▶ _WHAT YOU HAVE TO DO_
Exactly the lines below from the one with "change survives the" up to and including the one with "pub fn read(&self, name: &str)" make up the answer, with nothing else added.

▶ _INFORMATION PROVIDED_
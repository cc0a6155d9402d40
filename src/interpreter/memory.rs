use std::collections::HashMap;

use crate::errors::errors::ErrorImpl;

use super::value::Value;

#[derive(Debug)]
struct Frame {
    label: String,
    variables: HashMap<String, Value>,
}

impl Frame {
    fn new(label: &str) -> Self {
        Frame {
            label: label.to_string(),
            variables: HashMap::new(),
        }
    }
}

/// Live variable bindings, one frame per active `if`/`while`/`for` body.
///
/// Binding a name that is visible in any frame updates it where it lives,
/// so a loop body can change an outer variable and the change survives the
/// loop. Only names that are new go into the innermost frame, and they are
/// dropped with it.
#[derive(Debug)]
pub struct MemoryStack {
    frames: Vec<Frame>,
}

impl Default for MemoryStack {
    fn default() -> Self {
        Self::new()
    }
}

impl MemoryStack {
    pub fn new() -> Self {
        MemoryStack {
            frames: vec![Frame::new("global")],
        }
    }

    pub fn enter(&mut self, label: &str) {
        tracing::trace!(label, depth = self.frames.len() + 1, "enter scope");
        self.frames.push(Frame::new(label));
    }

    /// Leaves the innermost frame. The global frame is never left.
    pub fn exit(&mut self) -> Option<String> {
        if self.frames.len() == 1 {
            return None;
        }
        let frame = self.frames.pop()?;
        tracing::trace!(label = %frame.label, "exit scope");
        Some(frame.label)
    }

    pub fn bind(&mut self, name: &str, value: Value) {
        if let Some(slot) = self.get_mut(name) {
            *slot = value;
            return;
        }
        if let Some(frame) = self.frames.last_mut() {
            frame.variables.insert(name.to_string(), value);
        }
    }

    pub fn read(&self, name: &str) -> Result<&Value, ErrorImpl> {
        self.frames
            .iter()
            .rev()
            .find_map(|frame| frame.variables.get(name))
            .ok_or_else(|| ErrorImpl::UndefinedVariable {
                variable: name.to_string(),
            })
    }

    pub fn get_mut(&mut self, name: &str) -> Option<&mut Value> {
        self.frames
            .iter_mut()
            .rev()
            .find_map(|frame| frame.variables.get_mut(name))
    }

    pub fn depth(&self) -> usize {
        self.frames.len()
    }
}
use crate::{
    ast::{
        ast::ExprId,
        expressions::{ArithOp, Builtin, CompareOp, ExprKind},
    },
    errors::errors::{Error, ErrorImpl},
    lexer::tokens::TokenKind,
    stack::ensure_sufficient_stack,
    Span,
};

use super::{lookups::BindingPower, parser::Parser};

/// Parses an expression whose operators bind tighter than `bp`.
///
/// # Arguments
///
/// * `parser` - The parser, positioned at the first token of the expression
/// * `bp` - Binding power of the operator to the left of this expression
///
/// # Returns
///
/// The id of the parsed expression, or the first syntax error.
pub fn parse_expr(parser: &mut Parser, bp: BindingPower) -> Result<ExprId, Error> {
    ensure_sufficient_stack(|| {
        // First parse NUD
        let token_kind = parser.current_token_kind();
        let nud = match parser.get_nud_lookup().get(&token_kind) {
            Some(nud) => *nud,
            None => return Err(parser.unexpected()),
        };

        let mut left = nud(parser)?;

        // While the current token binds tighter than `bp`, keep extending lhs
        while parser.current_binding_power() > bp {
            let token_kind = parser.current_token_kind();
            let led = match parser.get_led_lookup().get(&token_kind) {
                Some(led) => *led,
                None => return Err(parser.unexpected()),
            };

            left = led(parser, left, parser.current_binding_power())?;
        }

        Ok(left)
    })
}

/// Parses a literal or an identifier.
pub fn parse_primary_expr(parser: &mut Parser) -> Result<ExprId, Error> {
    let token = parser.advance();

    let kind = match token.kind {
        TokenKind::Int => match token.value.parse::<i64>() {
            Ok(value) => ExprKind::IntLiteral(value),
            Err(_) => {
                return Err(Error::new(
                    ErrorImpl::NumberParseError { token: token.value },
                    token.span.start,
                ))
            }
        },
        TokenKind::Float => match token.value.parse::<f64>() {
            Ok(value) => ExprKind::FloatLiteral(value),
            Err(_) => {
                return Err(Error::new(
                    ErrorImpl::NumberParseError { token: token.value },
                    token.span.start,
                ))
            }
        },
        TokenKind::String => ExprKind::StringLiteral(token.value),
        TokenKind::Identifier => ExprKind::Identifier(token.value),
        _ => {
            return Err(Error::new(
                ErrorImpl::UnexpectedToken { token: token.value },
                token.span.start,
            ))
        }
    };

    Ok(parser.push_expr(kind, token.span))
}

fn arith_op(kind: TokenKind) -> Option<ArithOp> {
    match kind {
        TokenKind::Plus | TokenKind::DotPlus => Some(ArithOp::Add),
        TokenKind::Dash | TokenKind::DotDash => Some(ArithOp::Sub),
        TokenKind::Star | TokenKind::DotStar => Some(ArithOp::Mul),
        TokenKind::Slash | TokenKind::DotSlash => Some(ArithOp::Div),
        _ => None,
    }
}

/// Parses the right operand of `+ - * /`.
pub fn parse_binary_expr(parser: &mut Parser, left: ExprId, bp: BindingPower) -> Result<ExprId, Error> {
    let operator = parser.current_token_kind();
    let op = arith_op(operator).ok_or_else(|| parser.unexpected())?;
    parser.advance();

    let right = parse_expr(parser, bp)?;
    let span = parser.span_from(parser.expr_span(left).start);

    Ok(parser.push_expr(ExprKind::NumberBinaryOp { left, op, right }, span))
}

/// Parses the right operand of `.+ .- .* ./`.
pub fn parse_elementwise_expr(parser: &mut Parser, left: ExprId, bp: BindingPower) -> Result<ExprId, Error> {
    let operator = parser.current_token_kind();
    let op = arith_op(operator).ok_or_else(|| parser.unexpected())?;
    parser.advance();

    let right = parse_expr(parser, bp)?;
    let span = parser.span_from(parser.expr_span(left).start);

    Ok(parser.push_expr(ExprKind::MatrixBinaryOp { left, op, right }, span))
}

pub fn parse_comparison_expr(parser: &mut Parser, left: ExprId, bp: BindingPower) -> Result<ExprId, Error> {
    let op = match parser.advance().kind {
        TokenKind::Less => CompareOp::Less,
        TokenKind::LessEquals => CompareOp::LessEquals,
        TokenKind::Greater => CompareOp::Greater,
        TokenKind::GreaterEquals => CompareOp::GreaterEquals,
        TokenKind::Equals => CompareOp::Equals,
        _ => CompareOp::NotEquals,
    };

    let right = parse_expr(parser, bp)?;
    let span = parser.span_from(parser.expr_span(left).start);

    Ok(parser.push_expr(ExprKind::BooleanOp { left, op, right }, span))
}

pub fn parse_unary_minus_expr(parser: &mut Parser) -> Result<ExprId, Error> {
    let start = parser.advance().span.start;
    let value = parse_expr(parser, BindingPower::Unary)?;
    let span = parser.span_from(start);

    Ok(parser.push_expr(ExprKind::UnaryMinus(value), span))
}

pub fn parse_transpose_expr(parser: &mut Parser, left: ExprId, _bp: BindingPower) -> Result<ExprId, Error> {
    parser.expect(TokenKind::Apostrophe)?;
    let span = parser.span_from(parser.expr_span(left).start);

    Ok(parser.push_expr(ExprKind::Transpose(left), span))
}

pub fn parse_grouping_expr(parser: &mut Parser) -> Result<ExprId, Error> {
    parser.expect(TokenKind::OpenParen)?;
    let expr = parse_expr(parser, BindingPower::Default)?;
    parser.expect(TokenKind::CloseParen)?;

    Ok(expr)
}

/// Parses comma separated expressions up to (and including) `terminator`.
pub fn parse_expr_list(parser: &mut Parser, terminator: TokenKind) -> Result<Vec<ExprId>, Error> {
    let mut items = vec![];

    if parser.current_token_kind() != terminator {
        items.push(parse_expr(parser, BindingPower::Default)?);
        while parser.current_token_kind() == TokenKind::Comma {
            parser.advance();
            items.push(parse_expr(parser, BindingPower::Default)?);
        }
    }

    parser.expect(terminator)?;
    Ok(items)
}

/// Parses `[ ]`, `[a, b, ...]` or a nested `[[...], [...]]` literal.
pub fn parse_array_literal_expr(parser: &mut Parser) -> Result<ExprId, Error> {
    let start = parser.expect(TokenKind::OpenBracket)?.span.start;
    let elements = parse_expr_list(parser, TokenKind::CloseBracket)?;
    let span = parser.span_from(start);

    Ok(parser.push_expr(ExprKind::ArrayLiteral(elements), span))
}

pub fn parse_builtin_expr(parser: &mut Parser) -> Result<ExprId, Error> {
    let token = parser.advance();
    let name = match token.kind {
        TokenKind::Eye => Builtin::Eye,
        TokenKind::Zeros => Builtin::Zeros,
        _ => Builtin::Ones,
    };

    parser.expect(TokenKind::OpenParen)?;
    let args = parse_expr_list(parser, TokenKind::CloseParen)?;
    let span = parser.span_from(token.span.start);

    Ok(parser.push_expr(ExprKind::MatrixBuiltin { name, args }, span))
}

/// Parses `expr` or `expr:expr`.
pub fn parse_index_component(parser: &mut Parser) -> Result<ExprId, Error> {
    let start = parse_expr(parser, BindingPower::Default)?;
    if parser.current_token_kind() != TokenKind::Colon {
        return Ok(start);
    }

    parser.advance();
    let end = parse_expr(parser, BindingPower::Default)?;
    Ok(push_range(parser, start, end))
}

pub fn push_range(parser: &mut Parser, start: ExprId, end: ExprId) -> ExprId {
    let span = Span {
        start: parser.expr_span(start).start,
        end: parser.expr_span(end).end,
    };
    parser.push_expr(ExprKind::Range { start, end }, span)
}

pub fn parse_index_expr(parser: &mut Parser, left: ExprId, _bp: BindingPower) -> Result<ExprId, Error> {
    if !matches!(
        parser.expr_kind(left),
        ExprKind::Identifier(_) | ExprKind::StringLiteral(_)
    ) {
        return Err(parser.unexpected_detailed("only variables and strings can be indexed"));
    }

    parser.expect(TokenKind::OpenBracket)?;

    let mut indices = vec![parse_index_component(parser)?];
    while parser.current_token_kind() == TokenKind::Comma {
        parser.advance();
        indices.push(parse_index_component(parser)?);
    }
    parser.expect(TokenKind::CloseBracket)?;

    let span = parser.span_from(parser.expr_span(left).start);
    Ok(parser.push_expr(ExprKind::Indexed { base: left, indices }, span))
}
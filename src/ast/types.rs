use std::fmt::Display;

use super::ast::ExprId;

/// Static type of an expression.
#[derive(Debug, Clone, Copy, PartialEq, Eq, Hash)]
pub enum TypeTag {
    Int,
    Float,
    String,
    /// Result of a comparison
    Bool,
    /// An index or loop range, never a first-class value
    Range,
    Array,
    /// Array produced by an operation whose shapes were known to clash.
    /// Behaves like `Array` for every later check.
    TaintedArray,
    Unknown,
}

impl TypeTag {
    pub fn is_array_like(self) -> bool {
        matches!(self, TypeTag::Array | TypeTag::TaintedArray)
    }

    pub fn is_number(self) -> bool {
        matches!(self, TypeTag::Int | TypeTag::Float)
    }
}

impl Display for TypeTag {
    fn fmt(&self, f: &mut std::fmt::Formatter<'_>) -> std::fmt::Result {
        let name = match self {
            TypeTag::Int => "int",
            TypeTag::Float => "float",
            TypeTag::String => "string",
            TypeTag::Bool => "bool",
            TypeTag::Range => "range",
            TypeTag::Array | TypeTag::TaintedArray => "array",
            TypeTag::Unknown => "unknown",
        };
        write!(f, "{}", name)
    }
}

/// One dimension of an array shape.
#[derive(Debug, Clone, Copy, PartialEq, Eq, Hash)]
pub enum Dim {
    Known(usize),
    Unknown,
}

impl Dim {
    pub fn known(self) -> Option<usize> {
        match self {
            Dim::Known(n) => Some(n),
            Dim::Unknown => None,
        }
    }

    /// Only two known, different sizes clash.
    pub fn conflicts_with(self, other: Dim) -> bool {
        matches!((self, other), (Dim::Known(a), Dim::Known(b)) if a != b)
    }

    /// Whichever side is known, preferring `self`.
    pub fn or(self, other: Dim) -> Dim {
        match self {
            Dim::Known(_) => self,
            Dim::Unknown => other,
        }
    }
}

impl Display for Dim {
    fn fmt(&self, f: &mut std::fmt::Formatter<'_>) -> std::fmt::Result {
        match self {
            Dim::Known(n) => write!(f, "{}", n),
            Dim::Unknown => write!(f, "?"),
        }
    }
}

#[derive(Debug, Clone, Copy, PartialEq, Eq, Hash)]
pub enum ElemType {
    Int,
    Float,
    Unknown,
}

impl ElemType {
    pub fn from_tag(tag: TypeTag) -> ElemType {
        match tag {
            TypeTag::Int => ElemType::Int,
            TypeTag::Float => ElemType::Float,
            _ => ElemType::Unknown,
        }
    }

    pub fn as_tag(self) -> TypeTag {
        match self {
            ElemType::Int => TypeTag::Int,
            ElemType::Float => TypeTag::Float,
            ElemType::Unknown => TypeTag::Unknown,
        }
    }

    /// Element type of an arithmetic result: float wins over int.
    pub fn promote(self, other: ElemType) -> ElemType {
        match (self, other) {
            (ElemType::Int, ElemType::Int) => ElemType::Int,
            (ElemType::Unknown, _) | (_, ElemType::Unknown) => ElemType::Unknown,
            _ => ElemType::Float,
        }
    }
}

#[derive(Debug, Clone, Copy, PartialEq, Eq, Hash)]
pub struct Shape {
    pub rows: Dim,
    pub cols: Dim,
    pub elem: ElemType,
}

impl Shape {
    pub fn new(rows: Dim, cols: Dim, elem: ElemType) -> Self {
        Shape { rows, cols, elem }
    }

    pub fn unknown() -> Self {
        Shape::new(Dim::Unknown, Dim::Unknown, ElemType::Unknown)
    }

    pub fn transposed(self) -> Self {
        Shape::new(self.cols, self.rows, self.elem)
    }
}

impl Display for Shape {
    fn fmt(&self, f: &mut std::fmt::Formatter<'_>) -> std::fmt::Result {
        write!(f, "{}x{}", self.rows, self.cols)
    }
}

/// What the checker inferred for one expression.
#[derive(Debug, Clone, Copy, PartialEq, Eq)]
pub struct Annotation {
    pub ty: TypeTag,
    /// Present exactly when `ty` is array-like
    pub shape: Option<Shape>,
}

impl Annotation {
    pub fn of(ty: TypeTag) -> Self {
        if ty.is_array_like() {
            Annotation {
                ty,
                shape: Some(Shape::unknown()),
            }
        } else {
            Annotation { ty, shape: None }
        }
    }

    pub fn unknown() -> Self {
        Annotation::of(TypeTag::Unknown)
    }

    pub fn array(shape: Shape) -> Self {
        Annotation {
            ty: TypeTag::Array,
            shape: Some(shape),
        }
    }

    pub fn tainted(shape: Shape) -> Self {
        Annotation {
            ty: TypeTag::TaintedArray,
            shape: Some(shape),
        }
    }

    /// Shape of an array-like annotation, fully unknown otherwise.
    pub fn shape_or_unknown(&self) -> Shape {
        self.shape.unwrap_or_else(Shape::unknown)
    }
}

/// Side table of annotations, indexed by [`ExprId`].
///
/// Entries are written once. A second write for the same id is ignored and
/// the first annotation is returned, which is what makes inference
/// memoized: a node is never annotated twice with different results.
#[derive(Debug, Clone, Default, PartialEq)]
pub struct TypeTable {
    entries: Vec<Option<Annotation>>,
}

impl TypeTable {
    pub fn with_capacity(expr_count: usize) -> Self {
        TypeTable {
            entries: vec![None; expr_count],
        }
    }

    pub fn get(&self, id: ExprId) -> Option<&Annotation> {
        self.entries.get(id.index()).and_then(Option::as_ref)
    }

    /// Records `annotation` for `id` unless one is already present, and
    /// returns whichever annotation the table holds afterwards.
    pub fn record(&mut self, id: ExprId, annotation: Annotation) -> Annotation {
        if id.index() >= self.entries.len() {
            self.entries.resize(id.index() + 1, None);
        }
        *self.entries[id.index()].get_or_insert(annotation)
    }

    pub fn annotated_count(&self) -> usize {
        self.entries.iter().filter(|entry| entry.is_some()).count()
    }
}
use crate::{
    ast::{
        ast::{ExprId, StmtId},
        expressions::ArithOp,
        statements::{AssignOp, StmtKind},
    },
    errors::errors::Error,
    lexer::tokens::TokenKind,
    stack::ensure_sufficient_stack,
};

use super::{
    expr::{parse_expr, parse_expr_list, push_range},
    lookups::BindingPower,
    parser::Parser,
};

pub fn parse_stmt(parser: &mut Parser) -> Result<StmtId, Error> {
    ensure_sufficient_stack(|| {
        let handler = parser.get_stmt_lookup().get(&parser.current_token_kind()).copied();
        match handler {
            Some(handler) => handler(parser),
            None => parse_assignment_stmt(parser),
        }
    })
}

fn assign_op(kind: TokenKind) -> Option<AssignOp> {
    match kind {
        TokenKind::Assignment => Some(AssignOp::Assign),
        TokenKind::PlusEquals => Some(AssignOp::Compound(ArithOp::Add)),
        TokenKind::MinusEquals => Some(AssignOp::Compound(ArithOp::Sub)),
        TokenKind::StarEquals => Some(AssignOp::Compound(ArithOp::Mul)),
        TokenKind::SlashEquals => Some(AssignOp::Compound(ArithOp::Div)),
        _ => None,
    }
}

/// `target op value;`
///
/// Any expression is accepted as the target; whether it is assignable is
/// decided by the type checker.
pub fn parse_assignment_stmt(parser: &mut Parser) -> Result<StmtId, Error> {
    let start = parser.get_position();
    let target = parse_expr(parser, BindingPower::Default)?;

    let op = assign_op(parser.current_token_kind())
        .ok_or_else(|| parser.unexpected_detailed("expected an assignment"))?;
    parser.advance();

    let value = parse_expr(parser, BindingPower::Default)?;
    parser.expect(TokenKind::Semicolon)?;

    let span = parser.span_from(start);
    Ok(parser.push_stmt(StmtKind::Assignment { target, op, value }, span))
}

pub fn parse_block_stmt(parser: &mut Parser) -> Result<StmtId, Error> {
    let start = parser.expect(TokenKind::OpenCurly)?.span.start;

    let mut statements = Vec::new();
    while parser.current_token_kind() != TokenKind::CloseCurly && parser.has_tokens() {
        statements.push(parse_stmt(parser)?);
    }

    parser.expect(TokenKind::CloseCurly)?;

    let span = parser.span_from(start);
    Ok(parser.push_stmt(StmtKind::Block(statements), span))
}

/// `(condition)`, shared by `if` and `while`.
fn parse_condition(parser: &mut Parser) -> Result<ExprId, Error> {
    parser.expect(TokenKind::OpenParen)?;
    let condition = parse_expr(parser, BindingPower::Default)?;
    parser.expect(TokenKind::CloseParen)?;
    Ok(condition)
}

pub fn parse_if_stmt(parser: &mut Parser) -> Result<StmtId, Error> {
    let start = parser.advance().span.start;

    let condition = parse_condition(parser)?;
    let then_body = parse_stmt(parser)?;

    let else_body = if parser.current_token_kind() == TokenKind::Else {
        parser.advance();
        Some(parse_stmt(parser)?)
    } else {
        None
    };

    let span = parser.span_from(start);
    Ok(parser.push_stmt(
        StmtKind::If {
            condition,
            then_body,
            else_body,
        },
        span,
    ))
}

pub fn parse_while_stmt(parser: &mut Parser) -> Result<StmtId, Error> {
    let start = parser.advance().span.start;

    let condition = parse_condition(parser)?;
    let body = parse_stmt(parser)?;

    let span = parser.span_from(start);
    Ok(parser.push_stmt(StmtKind::While { condition, body }, span))
}

/// `for ID = start:end body`
pub fn parse_for_stmt(parser: &mut Parser) -> Result<StmtId, Error> {
    let start = parser.advance().span.start;

    let variable = parser.expect(TokenKind::Identifier)?.value;
    parser.expect(TokenKind::Assignment)?;

    let range_start = parse_expr(parser, BindingPower::Default)?;
    parser.expect(TokenKind::Colon)?;
    let range_end = parse_expr(parser, BindingPower::Default)?;
    let range = push_range(parser, range_start, range_end);

    let body = parse_stmt(parser)?;

    let span = parser.span_from(start);
    Ok(parser.push_stmt(
        StmtKind::For {
            variable,
            range,
            body,
        },
        span,
    ))
}

pub fn parse_break_stmt(parser: &mut Parser) -> Result<StmtId, Error> {
    let start = parser.advance().span.start;
    parser.expect(TokenKind::Semicolon)?;

    let span = parser.span_from(start);
    Ok(parser.push_stmt(StmtKind::Break, span))
}

pub fn parse_continue_stmt(parser: &mut Parser) -> Result<StmtId, Error> {
    let start = parser.advance().span.start;
    parser.expect(TokenKind::Semicolon)?;

    let span = parser.span_from(start);
    Ok(parser.push_stmt(StmtKind::Continue, span))
}

pub fn parse_return_stmt(parser: &mut Parser) -> Result<StmtId, Error> {
    let start = parser.advance().span.start;
    let args = parse_expr_list(parser, TokenKind::Semicolon)?;

    let span = parser.span_from(start);
    Ok(parser.push_stmt(StmtKind::Return(args), span))
}

pub fn parse_print_stmt(parser: &mut Parser) -> Result<StmtId, Error> {
    let start = parser.advance().span.start;
    if parser.current_token_kind() == TokenKind::Semicolon {
        return Err(parser.unexpected_detailed("print needs at least one argument"));
    }
    let args = parse_expr_list(parser, TokenKind::Semicolon)?;

    let span = parser.span_from(start);
    Ok(parser.push_stmt(StmtKind::Print(args), span))
}
use std::fmt::Display;

use thiserror::Error;

use crate::Position;

/// A fatal error tied to a source position.
///
/// Lexing and parsing stop at the first `Error`, and so does evaluation.
#[derive(Debug, Clone, PartialEq)]
pub struct Error {
    internal_error: ErrorImpl,
    position: Position,
}

impl Error {
    pub fn new(error_impl: ErrorImpl, position: Position) -> Self {
        Error {
            internal_error: error_impl,
            position,
        }
    }

    pub fn get_position(&self) -> &Position {
        &self.position
    }

    pub fn get_internal_error(&self) -> &ErrorImpl {
        &self.internal_error
    }

    pub fn get_error_name(&self) -> &str {
        match &self.internal_error {
            ErrorImpl::UnrecognisedToken { .. } => "UnrecognisedToken",
            ErrorImpl::UnexpectedToken { .. } => "UnexpectedToken",
            ErrorImpl::UnexpectedTokenDetailed { .. } => "UnexpectedTokenDetailed",
            ErrorImpl::NumberParseError { .. } => "NumberParseError",
            ErrorImpl::UndefinedVariable { .. } => "UndefinedVariable",
            ErrorImpl::UnsupportedOperation { .. } => "UnsupportedOperation",
            ErrorImpl::UnsupportedUnary { .. } => "UnsupportedUnary",
            ErrorImpl::IndexOutOfBounds { .. } => "IndexOutOfBounds",
            ErrorImpl::InvalidIndex { .. } => "InvalidIndex",
            ErrorImpl::ShapeMismatch { .. } => "ShapeMismatch",
            ErrorImpl::DivisionByZero => "DivisionByZero",
            ErrorImpl::IntegerOverflow => "IntegerOverflow",
            ErrorImpl::SizeOverflow { .. } => "SizeOverflow",
            ErrorImpl::InvalidCondition { .. } => "InvalidCondition",
            ErrorImpl::Output { .. } => "Output",
        }
    }

    pub fn get_tip(&self) -> ErrorTip {
        match &self.internal_error {
            ErrorImpl::UnrecognisedToken { .. } => ErrorTip::None,
            ErrorImpl::UnexpectedToken { token } => ErrorTip::Suggestion(format!(
                "Unexpected token: `{}`, did you miss a semicolon?",
                token
            )),
            ErrorImpl::UnexpectedTokenDetailed { token, message } => {
                ErrorTip::Suggestion(format!("Unexpected token: `{}`, {}", token, message))
            }
            ErrorImpl::NumberParseError { token } => ErrorTip::Suggestion(format!(
                "Invalid number: `{}`, is it above the integer limit?",
                token
            )),
            ErrorImpl::UndefinedVariable { variable } => {
                ErrorTip::Suggestion(format!("Variable `{}` was never assigned", variable))
            }
            ErrorImpl::UnsupportedOperation {
                operator,
                left,
                right,
            } => ErrorTip::Suggestion(format!(
                "Operation `{}` not supported between {} and {}",
                operator, left, right
            )),
            ErrorImpl::UnsupportedUnary { operator, operand } => ErrorTip::Suggestion(format!(
                "Operator `{}` cannot be applied to {}",
                operator, operand
            )),
            ErrorImpl::IndexOutOfBounds { index, length } => ErrorTip::Suggestion(format!(
                "Index {} is out of range for length {}",
                index, length
            )),
            ErrorImpl::InvalidIndex { message } => ErrorTip::Suggestion(message.clone()),
            ErrorImpl::ShapeMismatch { message } => ErrorTip::Suggestion(message.clone()),
            ErrorImpl::DivisionByZero => {
                ErrorTip::Suggestion(String::from("Integer division by zero"))
            }
            ErrorImpl::IntegerOverflow => {
                ErrorTip::Suggestion(String::from("Integer arithmetic overflowed"))
            }
            ErrorImpl::SizeOverflow { what } => {
                ErrorTip::Suggestion(format!("{} cannot be allocated", what))
            }
            ErrorImpl::InvalidCondition { found } => ErrorTip::Suggestion(format!(
                "Condition must be a boolean or a number, found {}",
                found
            )),
            ErrorImpl::Output { message } => {
                ErrorTip::Suggestion(format!("Could not write output: {}", message))
            }
        }
    }
}

impl Display for Error {
    fn fmt(&self, f: &mut std::fmt::Formatter<'_>) -> std::fmt::Result {
        write!(f, "line {}: {}", self.position.line, self.internal_error)
    }
}

pub enum ErrorTip {
    None,
    Suggestion(String),
}

impl Display for ErrorTip {
    fn fmt(&self, f: &mut std::fmt::Formatter<'_>) -> std::fmt::Result {
        match self {
            ErrorTip::None => write!(f, ""),
            ErrorTip::Suggestion(suggestion) => write!(f, "{}", suggestion),
        }
    }
}

#[derive(Error, Debug, Clone, PartialEq)]
pub enum ErrorImpl {
    #[error("unrecognised token: {token:?}")]
    UnrecognisedToken { token: String },
    #[error("unexpected token: {token:?}")]
    UnexpectedToken { token: String },
    #[error("unexpected token ({message:?}): {token:?}")]
    UnexpectedTokenDetailed { token: String, message: String },
    #[error("error parsing number: {token:?}")]
    NumberParseError { token: String },
    #[error("variable {variable:?} is undefined")]
    UndefinedVariable { variable: String },
    #[error("operation {operator} not supported between {left} and {right}")]
    UnsupportedOperation {
        operator: String,
        left: String,
        right: String,
    },
    #[error("operator {operator} cannot be applied to {operand}")]
    UnsupportedUnary { operator: String, operand: String },
    #[error("index {index} out of range for length {length}")]
    IndexOutOfBounds { index: i64, length: usize },
    #[error("invalid index: {message}")]
    InvalidIndex { message: String },
    #[error("shape mismatch: {message}")]
    ShapeMismatch { message: String },
    #[error("division by zero")]
    DivisionByZero,
    #[error("integer overflow")]
    IntegerOverflow,
    #[error("{what} is too large")]
    SizeOverflow { what: String },
    #[error("invalid condition of type {found}")]
    InvalidCondition { found: String },
    #[error("output error: {message}")]
    Output { message: String },
}

/// A static finding reported by the type checker.
///
/// Diagnostics do not stop checking; they are accumulated and the run is
/// refused once the pass is over.
#[derive(Debug, Clone, PartialEq, Eq)]
pub struct Diagnostic {
    pub line: u32,
    pub message: String,
}

impl Diagnostic {
    pub fn new(line: u32, message: impl Into<String>) -> Self {
        Diagnostic {
            line,
            message: message.into(),
        }
    }
}

impl Display for Diagnostic {
    fn fmt(&self, f: &mut std::fmt::Formatter<'_>) -> std::fmt::Result {
        write!(f, "ERROR in line {}\n{}", self.line, self.message)
    }
}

▶ _SOLUTION TO THE PROBLEM_
/// so a loop body can change an outer variable and the change survives the
/// loop. Only names that are new go into the innermost frame, and they are
/// dropped with it.
#[derive(Debug)]
pub struct MemoryStack {
    frames: Vec<Frame>,
}

impl Default for MemoryStack {
    fn default() -> Self {
        Self::new()
    }
}

impl MemoryStack {
    pub fn new() -> Self {
        MemoryStack {
            frames: vec![Frame::new("global")],
        }
    }

    pub fn enter(&mut self, label: &str) {
        tracing::trace!(label, depth = self.frames.len() + 1, "enter scope");
        self.frames.push(Frame::new(label));
    }

    /// Leaves the innermost frame. The global frame is never left.
    pub fn exit(&mut self) -> Option<String> {
        if self.frames.len() == 1 {
            return None;
        }
        let frame = self.frames.pop()?;
        tracing::trace!(label = %frame.label, "exit scope");
        Some(frame.label)
    }

    pub fn bind(&mut self, name: &str, value: Value) {
        if let Some(slot) = self.get_mut(name) {
            *slot = value;
            return;
        }
        if let Some(frame) = self.frames.last_mut() {
            frame.variables.insert(name.to_string(), value);
        }
    }

    pub fn read(&self, name: &str) -> Result<&Value, ErrorImpl> {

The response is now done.